[Stored data entries]
=== Begin Enclosure ===
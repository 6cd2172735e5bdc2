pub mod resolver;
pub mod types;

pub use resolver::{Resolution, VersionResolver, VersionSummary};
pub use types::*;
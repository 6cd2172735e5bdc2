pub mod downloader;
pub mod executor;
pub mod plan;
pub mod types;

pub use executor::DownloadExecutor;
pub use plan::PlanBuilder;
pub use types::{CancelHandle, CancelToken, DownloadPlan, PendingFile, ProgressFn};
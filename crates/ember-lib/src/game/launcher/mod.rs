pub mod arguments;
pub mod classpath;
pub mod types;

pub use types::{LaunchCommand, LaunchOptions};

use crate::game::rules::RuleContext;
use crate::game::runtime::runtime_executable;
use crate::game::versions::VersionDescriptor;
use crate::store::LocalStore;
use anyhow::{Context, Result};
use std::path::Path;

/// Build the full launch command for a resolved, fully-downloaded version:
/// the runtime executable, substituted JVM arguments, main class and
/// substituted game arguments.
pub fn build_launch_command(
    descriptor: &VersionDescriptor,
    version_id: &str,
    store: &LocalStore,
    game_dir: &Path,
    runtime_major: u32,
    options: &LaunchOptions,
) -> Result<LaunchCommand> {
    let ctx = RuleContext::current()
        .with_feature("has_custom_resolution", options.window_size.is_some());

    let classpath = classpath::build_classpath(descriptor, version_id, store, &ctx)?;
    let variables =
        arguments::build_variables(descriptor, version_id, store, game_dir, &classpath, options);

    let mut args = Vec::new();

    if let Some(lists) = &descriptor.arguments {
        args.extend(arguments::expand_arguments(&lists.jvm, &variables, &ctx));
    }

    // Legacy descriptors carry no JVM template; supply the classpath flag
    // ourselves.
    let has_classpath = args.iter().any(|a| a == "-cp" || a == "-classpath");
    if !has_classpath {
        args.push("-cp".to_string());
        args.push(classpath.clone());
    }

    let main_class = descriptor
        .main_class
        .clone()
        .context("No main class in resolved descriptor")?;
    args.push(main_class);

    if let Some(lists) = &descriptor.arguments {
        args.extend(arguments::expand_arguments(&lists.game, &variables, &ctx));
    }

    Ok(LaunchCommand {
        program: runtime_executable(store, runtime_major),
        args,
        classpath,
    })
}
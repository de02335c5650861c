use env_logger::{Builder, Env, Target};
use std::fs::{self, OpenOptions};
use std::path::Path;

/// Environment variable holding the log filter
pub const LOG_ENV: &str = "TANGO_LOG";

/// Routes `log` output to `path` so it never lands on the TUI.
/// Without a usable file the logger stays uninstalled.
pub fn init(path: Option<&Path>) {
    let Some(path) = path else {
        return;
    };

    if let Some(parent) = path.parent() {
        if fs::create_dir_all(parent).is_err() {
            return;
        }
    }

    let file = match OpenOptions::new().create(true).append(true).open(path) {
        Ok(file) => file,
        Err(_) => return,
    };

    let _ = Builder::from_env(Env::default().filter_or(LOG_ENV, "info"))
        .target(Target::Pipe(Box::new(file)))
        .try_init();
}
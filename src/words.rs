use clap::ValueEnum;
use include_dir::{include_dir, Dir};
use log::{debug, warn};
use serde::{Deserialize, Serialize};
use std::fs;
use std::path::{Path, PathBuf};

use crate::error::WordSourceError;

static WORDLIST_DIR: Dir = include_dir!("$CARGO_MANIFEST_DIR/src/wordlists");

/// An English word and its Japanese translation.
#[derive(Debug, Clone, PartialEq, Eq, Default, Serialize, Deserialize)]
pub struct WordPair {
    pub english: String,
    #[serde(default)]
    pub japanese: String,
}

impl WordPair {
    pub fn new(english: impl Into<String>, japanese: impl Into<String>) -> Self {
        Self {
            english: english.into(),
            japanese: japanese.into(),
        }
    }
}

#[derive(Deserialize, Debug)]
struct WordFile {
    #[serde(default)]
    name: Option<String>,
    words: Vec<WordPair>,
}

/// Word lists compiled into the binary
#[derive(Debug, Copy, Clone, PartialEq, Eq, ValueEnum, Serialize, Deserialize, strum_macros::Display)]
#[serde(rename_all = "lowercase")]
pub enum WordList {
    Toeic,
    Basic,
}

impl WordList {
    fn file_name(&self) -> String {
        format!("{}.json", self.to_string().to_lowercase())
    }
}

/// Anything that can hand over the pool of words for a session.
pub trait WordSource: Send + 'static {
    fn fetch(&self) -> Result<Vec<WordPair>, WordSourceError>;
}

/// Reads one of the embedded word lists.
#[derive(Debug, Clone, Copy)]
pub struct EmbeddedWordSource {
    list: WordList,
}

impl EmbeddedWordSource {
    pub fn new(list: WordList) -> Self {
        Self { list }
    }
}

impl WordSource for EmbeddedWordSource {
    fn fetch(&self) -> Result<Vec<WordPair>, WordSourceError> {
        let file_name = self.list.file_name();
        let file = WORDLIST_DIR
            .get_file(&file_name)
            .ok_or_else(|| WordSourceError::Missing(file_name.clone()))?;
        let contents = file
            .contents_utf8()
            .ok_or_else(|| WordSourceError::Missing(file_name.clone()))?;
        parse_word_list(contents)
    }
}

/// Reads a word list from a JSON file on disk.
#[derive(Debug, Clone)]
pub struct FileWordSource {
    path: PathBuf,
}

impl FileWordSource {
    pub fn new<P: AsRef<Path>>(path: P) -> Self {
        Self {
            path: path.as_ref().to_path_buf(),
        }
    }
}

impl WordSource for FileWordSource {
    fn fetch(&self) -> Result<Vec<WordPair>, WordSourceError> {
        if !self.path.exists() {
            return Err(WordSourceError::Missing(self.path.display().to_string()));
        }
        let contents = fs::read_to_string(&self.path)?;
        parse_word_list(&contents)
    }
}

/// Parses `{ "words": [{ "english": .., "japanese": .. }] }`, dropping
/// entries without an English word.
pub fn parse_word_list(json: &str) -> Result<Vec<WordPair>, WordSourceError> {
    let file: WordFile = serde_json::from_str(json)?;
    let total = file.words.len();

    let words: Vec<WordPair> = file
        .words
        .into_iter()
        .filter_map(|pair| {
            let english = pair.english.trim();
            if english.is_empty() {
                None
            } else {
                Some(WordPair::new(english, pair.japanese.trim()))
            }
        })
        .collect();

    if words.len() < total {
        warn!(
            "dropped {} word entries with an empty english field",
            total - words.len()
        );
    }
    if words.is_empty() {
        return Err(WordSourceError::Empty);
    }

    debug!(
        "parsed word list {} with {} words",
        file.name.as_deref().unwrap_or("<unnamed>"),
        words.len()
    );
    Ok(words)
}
=== End Enclosure ===
=== Begin Enclosure ===
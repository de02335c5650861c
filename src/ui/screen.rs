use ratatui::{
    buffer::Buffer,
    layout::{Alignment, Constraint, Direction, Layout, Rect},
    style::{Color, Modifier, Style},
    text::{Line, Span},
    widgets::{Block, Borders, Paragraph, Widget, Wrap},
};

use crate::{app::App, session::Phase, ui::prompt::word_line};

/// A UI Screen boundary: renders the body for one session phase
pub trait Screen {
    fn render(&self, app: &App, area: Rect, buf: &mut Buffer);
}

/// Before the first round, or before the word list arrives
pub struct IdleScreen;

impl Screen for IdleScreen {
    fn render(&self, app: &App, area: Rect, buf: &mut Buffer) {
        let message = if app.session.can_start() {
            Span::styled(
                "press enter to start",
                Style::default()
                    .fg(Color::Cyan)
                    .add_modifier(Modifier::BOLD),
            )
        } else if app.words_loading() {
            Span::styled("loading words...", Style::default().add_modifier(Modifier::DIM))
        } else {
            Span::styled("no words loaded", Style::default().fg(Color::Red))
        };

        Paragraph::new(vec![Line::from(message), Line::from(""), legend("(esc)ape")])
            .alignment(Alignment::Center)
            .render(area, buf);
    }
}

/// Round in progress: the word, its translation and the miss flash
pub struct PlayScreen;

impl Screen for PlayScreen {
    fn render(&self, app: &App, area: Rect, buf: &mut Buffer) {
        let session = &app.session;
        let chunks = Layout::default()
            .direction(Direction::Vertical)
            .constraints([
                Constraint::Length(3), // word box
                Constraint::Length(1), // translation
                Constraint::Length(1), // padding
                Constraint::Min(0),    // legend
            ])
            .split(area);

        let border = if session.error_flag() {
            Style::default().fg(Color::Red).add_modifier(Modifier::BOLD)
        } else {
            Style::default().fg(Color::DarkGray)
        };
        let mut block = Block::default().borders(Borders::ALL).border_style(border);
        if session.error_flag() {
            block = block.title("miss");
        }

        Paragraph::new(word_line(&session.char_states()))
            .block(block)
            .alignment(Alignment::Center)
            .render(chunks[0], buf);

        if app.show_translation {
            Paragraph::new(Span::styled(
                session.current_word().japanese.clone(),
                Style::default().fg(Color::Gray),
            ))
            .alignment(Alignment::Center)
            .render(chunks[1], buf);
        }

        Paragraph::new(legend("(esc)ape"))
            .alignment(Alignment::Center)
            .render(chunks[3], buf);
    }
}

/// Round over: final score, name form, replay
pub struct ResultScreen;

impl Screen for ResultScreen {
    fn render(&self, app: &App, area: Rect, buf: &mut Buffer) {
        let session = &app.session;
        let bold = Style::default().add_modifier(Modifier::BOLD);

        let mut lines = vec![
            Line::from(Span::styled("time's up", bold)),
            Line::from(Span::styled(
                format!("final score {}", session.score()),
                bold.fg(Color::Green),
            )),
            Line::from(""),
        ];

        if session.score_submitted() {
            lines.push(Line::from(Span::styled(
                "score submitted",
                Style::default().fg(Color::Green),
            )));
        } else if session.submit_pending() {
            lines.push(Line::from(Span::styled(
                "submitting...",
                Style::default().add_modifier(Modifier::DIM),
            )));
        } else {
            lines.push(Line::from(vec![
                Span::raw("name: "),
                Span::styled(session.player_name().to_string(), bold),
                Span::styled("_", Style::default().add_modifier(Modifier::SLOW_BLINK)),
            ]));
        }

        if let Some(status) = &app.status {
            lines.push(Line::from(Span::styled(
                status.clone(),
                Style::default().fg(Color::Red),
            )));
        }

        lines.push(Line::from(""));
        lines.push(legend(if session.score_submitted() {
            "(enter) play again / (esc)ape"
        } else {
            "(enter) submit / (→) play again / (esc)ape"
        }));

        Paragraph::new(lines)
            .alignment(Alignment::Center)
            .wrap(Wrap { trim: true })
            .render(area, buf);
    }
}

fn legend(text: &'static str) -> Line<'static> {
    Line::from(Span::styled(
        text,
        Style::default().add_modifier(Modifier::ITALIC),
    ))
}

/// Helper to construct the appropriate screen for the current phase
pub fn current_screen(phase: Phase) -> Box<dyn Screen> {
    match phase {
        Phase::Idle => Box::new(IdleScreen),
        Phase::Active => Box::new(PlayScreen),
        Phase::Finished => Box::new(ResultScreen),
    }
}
=== End Enclosure ===
Only a number is wanted here: how many lines in the data above include the string "Direction"?

2